AttributeError: Can't pickle local object 'points_to_surf_train.<locals>.seed_train_worker'

TalonX1 commented 2 years ago

When i try to run it,error happens.

pytorch 1.10.2 py3.8_cuda11.3_cudnn8_0 pytorch

Traceback (most recent call last):
  File "D:/repo/points2surf/full_run.py", line 80, in <module>
    points_to_surf_train.points_to_surf_train(train_opt)
  File "D:\repo\points2surf\source\points_to_surf_train.py", line 428, in points_to_surf_train
    train_enum = enumerate(train_dataloader, 0)
  File "D:\Programs\anaconda3\envs\p2s\lib\site-packages\torch\utils\data\dataloader.py", line 354, in __iter__
    self._iterator = self._get_iterator()
  File "D:\Programs\anaconda3\envs\p2s\lib\site-packages\torch\utils\data\dataloader.py", line 305, in _get_iterator
    return _MultiProcessingDataLoaderIter(self)
  File "D:\Programs\anaconda3\envs\p2s\lib\site-packages\torch\utils\data\dataloader.py", line 918, in __init__
    w.start()
  File "D:\Programs\anaconda3\envs\p2s\lib\multiprocessing\process.py", line 121, in start
    self._popen = self._Popen(self)
  File "D:\Programs\anaconda3\envs\p2s\lib\multiprocessing\context.py", line 224, in _Popen
    return _default_context.get_context().Process._Popen(process_obj)
  File "D:\Programs\anaconda3\envs\p2s\lib\multiprocessing\context.py", line 327, in _Popen
    return Popen(process_obj)
  File "D:\Programs\anaconda3\envs\p2s\lib\multiprocessing\popen_spawn_win32.py", line 93, in __init__
    reduction.dump(process_obj, to_child)
  File "D:\Programs\anaconda3\envs\p2s\lib\multiprocessing\reduction.py", line 60, in dump
    ForkingPickler(file, protocol).dump(obj)
AttributeError: Can't pickle local object 'points_to_surf_train.<locals>.seed_train_worker'

TalonX1 commented 2 years ago

I try to close the multiprocessing dataloader,it works. But i still want to know why i happened and want to use multiprocessing.

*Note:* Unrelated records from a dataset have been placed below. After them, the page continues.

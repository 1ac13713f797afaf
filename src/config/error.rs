//! Error types for configuration parsing and validation.

use std::path::PathBuf;

use thiserror::Error;

use crate::adapter::{NameError, ParseTagError};

/// Error type for configuration operations.
///
/// Covers errors from parsing, validation, and file operations.
#[derive(Debug, Error)]
pub enum SettingsError {
    /// Failed to read the configuration file.
    #[error("Failed to read config file '{}': {source}", path.display())]
    FileRead {
        /// Path to the config file
        path: PathBuf,
        /// Underlying I/O error
        #[source]
        source: std::io::Error,
    },

    /// Failed to parse the TOML configuration.
    #[error("Failed to parse TOML config: {0}")]
    TomlParse(#[from] toml::de::Error),

    /// Failed to write configuration file (for init command).
    #[error("Failed to write config file '{}': {source}", path.display())]
    FileWrite {
        /// Path to the config file
        path: PathBuf,
        /// Underlying I/O error
        #[source]
        source: std::io::Error,
    },

    /// Missing required field that must be provided by CLI or config file.
    #[error("Missing required field: {field}. {hint}")]
    MissingRequired {
        /// Name of the missing field
        field: &'static str,
        /// Hint for how to provide the value
        hint: &'static str,
    },

    /// Invalid adapter name.
    #[error("Invalid adapter name '{name}': {source}")]
    InvalidName {
        /// The rejected name
        name: String,
        /// Why it was rejected
        #[source]
        source: NameError,
    },

    /// Invalid GUID value.
    #[error("Invalid GUID for {field}: {source}")]
    InvalidGuid {
        /// Name of the field
        field: &'static str,
        /// Parse error
        #[source]
        source: ParseTagError,
    },

    /// Invalid address family value.
    #[error("Invalid address family '{value}': expected ipv4 or ipv6")]
    InvalidFamily {
        /// The invalid value provided
        value: String,
    },

    /// MTU outside what the address family allows.
    #[error("Invalid MTU {mtu}: must be within {min}..={max}")]
    InvalidMtu {
        /// Rejected value
        mtu: u32,
        /// Smallest accepted value
        min: u32,
        /// Largest accepted value
        max: u32,
    },
}

/// Well-known field names for `MissingRequired` and `InvalidGuid` errors.
///
/// Use these constants for compile-time safety when matching field names.
pub mod field {
    /// The adapter name field.
    pub const NAME: &str = "name";
    /// The tunnel type field.
    pub const TUNNEL_TYPE: &str = "tunnel_type";
    /// The requested GUID field.
    pub const GUID: &str = "guid";
}

impl SettingsError {
    /// Creates a `MissingRequired` error for a required field.
    #[must_use]
    pub const fn missing(field: &'static str, hint: &'static str) -> Self {
        Self::MissingRequired { field, hint }
    }
}
//! Interface configurator: fetch, mutate and write back interface records.

use super::{
    AddressFamily, ConfigError, ConfigOrigin, InterfaceProperties, InterfaceSettings,
    InterfaceTable,
};
use crate::adapter::{AdapterIdentity, QueryError};
use crate::native::Operation;

/// Reads and rewrites one address family's interface records.
///
/// Every write is a full read-modify-write of the record, so fields the
/// caller does not touch are written back exactly as the OS reported them.
///
/// # Example
///
/// ```ignore
/// let configurator = InterfaceConfigurator::new(table, AddressFamily::Ipv4);
/// configurator.set_mtu(identity, 1280)?;
/// assert_eq!(configurator.fetch(identity)?.mtu, 1280);
/// ```
#[derive(Debug)]
pub struct InterfaceConfigurator<T> {
    table: T,
    family: AddressFamily,
}

impl<T: InterfaceTable> InterfaceConfigurator<T> {
    /// Creates a configurator for `family` records in `table`.
    #[must_use]
    pub const fn new(table: T, family: AddressFamily) -> Self {
        Self { table, family }
    }

    /// Returns the address family this configurator works on.
    #[must_use]
    pub const fn family(&self) -> AddressFamily {
        self.family
    }

    /// Returns the underlying table.
    #[must_use]
    pub const fn table(&self) -> &T {
        &self.table
    }

    /// Reads the current record for `identity`.
    ///
    /// # Errors
    ///
    /// Returns [`QueryError::Native`] with the OS status if the read fails.
    pub fn fetch(&self, identity: AdapterIdentity) -> Result<InterfaceProperties, QueryError> {
        let mut row = InterfaceProperties::default();
        self.table.initialize(&mut row);
        row.interface_luid = identity;
        row.family = self.family;

        self.table
            .get(&mut row)
            .map_err(|code| QueryError::Native {
                operation: Operation::GetInterfaceEntry,
                code,
            })?;

        tracing::trace!(
            %identity,
            family = %self.family,
            mtu = row.mtu,
            "Fetched interface record"
        );
        Ok(row)
    }

    /// Applies `mutate` to the current record and writes the whole record back.
    ///
    /// Returns the record as written.
    ///
    /// # Errors
    ///
    /// - [`ConfigError::Native`] with [`ConfigOrigin::Fetch`] if the read fails
    /// - [`ConfigError::KeyChanged`] if `mutate` changed the family or LUID
    /// - [`ConfigError::InvalidMtu`] if `mutate` changed the MTU to a value
    ///   outside [`InterfaceProperties::mtu_bounds`]
    /// - [`ConfigError::Native`] with [`ConfigOrigin::Write`] if the write fails
    ///
    /// The OS record is unchanged in every error case.
    pub fn apply<F>(
        &self,
        identity: AdapterIdentity,
        mutate: F,
    ) -> Result<InterfaceProperties, ConfigError>
    where
        F: FnOnce(InterfaceProperties) -> InterfaceProperties,
    {
        let current = self.fetch(identity).map_err(|e| ConfigError::Native {
            origin: ConfigOrigin::Fetch,
            code: e.native_code(),
        })?;

        let updated = mutate(current.clone());
        validate(&current, &updated)?;

        if updated == current {
            tracing::debug!(%identity, "Interface record unchanged, writing back as-is");
        }

        self.table
            .set(&updated)
            .map_err(|code| ConfigError::Native {
                origin: ConfigOrigin::Write,
                code,
            })?;

        tracing::debug!(
            %identity,
            family = %self.family,
            mtu = updated.mtu,
            metric = updated.metric,
            "Interface record written"
        );
        Ok(updated)
    }

    /// Sets the interface MTU.
    ///
    /// # Errors
    ///
    /// See [`apply`](Self::apply).
    pub fn set_mtu(
        &self,
        identity: AdapterIdentity,
        mtu: u32,
    ) -> Result<InterfaceProperties, ConfigError> {
        self.apply_settings(identity, &InterfaceSettings::mtu(mtu))
    }

    /// Applies a set of [`InterfaceSettings`] in one write.
    ///
    /// # Errors
    ///
    /// See [`apply`](Self::apply).
    pub fn apply_settings(
        &self,
        identity: AdapterIdentity,
        settings: &InterfaceSettings,
    ) -> Result<InterfaceProperties, ConfigError> {
        self.apply(identity, |props| settings.apply_to(props))
    }
}

fn validate(
    current: &InterfaceProperties,
    updated: &InterfaceProperties,
) -> Result<(), ConfigError> {
    if !updated.same_key(current) {
        let field = if updated.family == current.family {
            "interface_luid"
        } else {
            "family"
        };
        return Err(ConfigError::KeyChanged { field });
    }

    if updated.mtu != current.mtu {
        let bounds = current.mtu_bounds();
        if !bounds.contains(&updated.mtu) {
            return Err(ConfigError::InvalidMtu {
                mtu: updated.mtu,
                min: *bounds.start(),
                max: *bounds.end(),
            });
        }
    }

    Ok(())
}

ErlerPhilipp commented 2 years ago

Hi @TalonX1!

This is most likely a Windows-specific problem (with Python). It worked when I tried it the last time. I sometimes had strange errors when the dataloader was shutting down its workers after the training. I can't reproduce this error.

Are you using the code without any modifications? Windows had / has problems with pickling lambdas.

Please try again with the package versions specified in the p2s.yml. You might need to replace the ">=" with "==". The Python version (3.7) is the most important thing here.

It might be a disguised out-of-memory error caused by Windows' inefficient process creation. Please try again with only 1 worker to check.

ErlerPhilipp commented 2 years ago

You can read up on spawn vs fork processes on Windows. I'm now training in WSL 2 because it has a proper fork and avoids a lot of overhead, especially virtual memory of DLLs.

TalonX1 commented 2 years ago

Hi @TalonX1!

This is most likely a Windows-specific problem (with Python). It worked when I tried it the last time. I sometimes had strange errors when the dataloader was shutting down its workers after the training. I can't reproduce this error.

Are you using the code without any modifications? Windows had / has problems with pickling lambdas.

Please try again with the package versions specified in the p2s.yml. You might need to replace the ">=" with "==". The Python version (3.7) is the most important thing here.

It might be a disguised out-of-memory error caused by Windows' inefficient process creation. Please try again with only 1 worker to check.

Thank you for your rapid reply,I will try like what you said,and close the issue temporarily.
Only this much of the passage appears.